Task - Everything from the first line of the records to the line containing "if let Ok(with_offset)", inclusive, is to be extracted exactly, and nothing more.

Data for this exercise -
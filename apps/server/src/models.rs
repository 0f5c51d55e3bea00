use chrono::{DateTime, NaiveDate, NaiveDateTime};
use promocode_core::errors::ValidationError;
use promocode_core::partners as core_partners;
use serde::{Deserialize, Serialize};
use utoipa::ToSchema;

#[derive(Serialize, Deserialize, ToSchema, Debug, Clone)]
#[serde(rename_all = "camelCase")]
pub struct PartnerResponse {
    pub id: String,
    pub name: String,
    pub is_active: bool,
    pub number_issued_promo_codes: i32,
    pub partner_limits: Vec<PartnerPromoCodeLimitResponse>,
}

impl From<core_partners::Partner> for PartnerResponse {
    fn from(p: core_partners::Partner) -> Self {
        Self {
            id: p.id,
            name: p.name,
            is_active: p.is_active,
            number_issued_promo_codes: p.number_issued_promo_codes,
            partner_limits: p
                .limits
                .into_iter()
                .map(PartnerPromoCodeLimitResponse::from)
                .collect(),
        }
    }
}

#[derive(Serialize, Deserialize, ToSchema, Debug, Clone)]
#[serde(rename_all = "camelCase")]
pub struct PartnerPromoCodeLimitResponse {
    pub id: String,
    pub partner_id: String,
    pub create_date: NaiveDateTime,
    pub cancel_date: Option<NaiveDate>,
    pub end_date: NaiveDateTime,
    pub limit: i32,
}

impl From<core_partners::PartnerPromoCodeLimit> for PartnerPromoCodeLimitResponse {
    fn from(l: core_partners::PartnerPromoCodeLimit) -> Self {
        Self {
            id: l.id,
            partner_id: l.partner_id,
            create_date: l.create_date,
            cancel_date: l.cancel_date,
            end_date: l.end_date,
            limit: l.limit,
        }
    }
}

#[derive(Serialize, Deserialize, ToSchema, Debug, Clone)]
#[serde(rename_all = "camelCase")]
pub struct SetPartnerPromoCodeLimitRequest {
    /// RFC 3339 timestamp, or a local one without offset taken as UTC.
    #[schema(example = "2025-09-01T00:00:00Z")]
    pub end_date: String,
    pub limit: i32,
}

/// Parses a client timestamp into naive UTC.
///
/// Offsets (`Z`, `+03:00`) are applied; a value without one is taken as-is.
pub fn parse_timestamp(value: &str) -> Result<NaiveDateTime, ValidationError> {
    let value = value.trim();
    if let Ok(with_offset) = DateTime::parse_from_rfc3339(value) {
        return Ok(with_offset.naive_utc());
    }
    Ok(value.parse::<NaiveDateTime>()?)
}

impl TryFrom<SetPartnerPromoCodeLimitRequest> for core_partners::SetPartnerLimitRequest {
    type Error = ValidationError;

    fn try_from(r: SetPartnerPromoCodeLimitRequest) -> Result<Self, Self::Error> {
        Ok(Self {
            end_date: parse_timestamp(&r.end_date)?,
            limit: r.limit,
        })
    }
}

Expected output -
filename apps/server/src/models.rs
repository 0f5c51d55e3bea00
use chrono::{DateTime, NaiveDate, NaiveDateTime};
use promocode_core::errors::ValidationError;
use promocode_core::partners as core_partners;
use serde::{Deserialize, Serialize};
use utoipa::ToSchema;

#[derive(Serialize, Deserialize, ToSchema, Debug, Clone)]
#[serde(rename_all = "camelCase")]
pub struct PartnerResponse {
    pub id: String,
    pub name: String,
    pub is_active: bool,
    pub number_issued_promo_codes: i32,
    pub partner_limits: Vec<PartnerPromoCodeLimitResponse>,
}

impl From<core_partners::Partner> for PartnerResponse {
    fn from(p: core_partners::Partner) -> Self {
        Self {
            id: p.id,
            name: p.name,
            is_active: p.is_active,
            number_issued_promo_codes: p.number_issued_promo_codes,
            partner_limits: p
                .limits
                .into_iter()
                .map(PartnerPromoCodeLimitResponse::from)
                .collect(),
        }
    }
}

#[derive(Serialize, Deserialize, ToSchema, Debug, Clone)]
#[serde(rename_all = "camelCase")]
pub struct PartnerPromoCodeLimitResponse {
    pub id: String,
    pub partner_id: String,
    pub create_date: NaiveDateTime,
    pub cancel_date: Option<NaiveDate>,
    pub end_date: NaiveDateTime,
    pub limit: i32,
}

impl From<core_partners::PartnerPromoCodeLimit> for PartnerPromoCodeLimitResponse {
    fn from(l: core_partners::PartnerPromoCodeLimit) -> Self {
        Self {
            id: l.id,
            partner_id: l.partner_id,
            create_date: l.create_date,
            cancel_date: l.cancel_date,
            end_date: l.end_date,
            limit: l.limit,
        }
    }
}

#[derive(Serialize, Deserialize, ToSchema, Debug, Clone)]
#[serde(rename_all = "camelCase")]
pub struct SetPartnerPromoCodeLimitRequest {
    /// RFC 3339 timestamp, or a local one without offset taken as UTC.
    #[schema(example = "2025-09-01T00:00:00Z")]
    pub end_date: String,
    pub limit: i32,
}

/// Parses a client timestamp into naive UTC.
///
/// Offsets (`Z`, `+03:00`) are applied; a value without one is taken as-is.
pub fn parse_timestamp(value: &str) -> Result<NaiveDateTime, ValidationError> {
    let value = value.trim();
    if let Ok(with_offset) = DateTime::parse_from_rfc3339(value) {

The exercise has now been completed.